## Work instructions
Your response must consist of the listing below, repeated exactly.

## Given records
______________________________
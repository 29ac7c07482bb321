mod extractors;
mod middleware;
mod routes;
pub mod slides;
mod state;
pub mod v1;

pub use routes::create_router;
pub use state::AppState;
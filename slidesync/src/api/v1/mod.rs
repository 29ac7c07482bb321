pub mod handlers;
pub mod openapi;
pub mod router;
______________________________
## Response
repository 29ac7c07482bb321
mod extractors;
mod middleware;
mod routes;
pub mod slides;
mod state;
pub mod v1;

pub use routes::create_router;
pub use state::AppState;
filename slidesync/src/api/v1/mod.rs
repository 29ac7c07482bb321
pub mod handlers;
pub mod openapi;
pub mod router;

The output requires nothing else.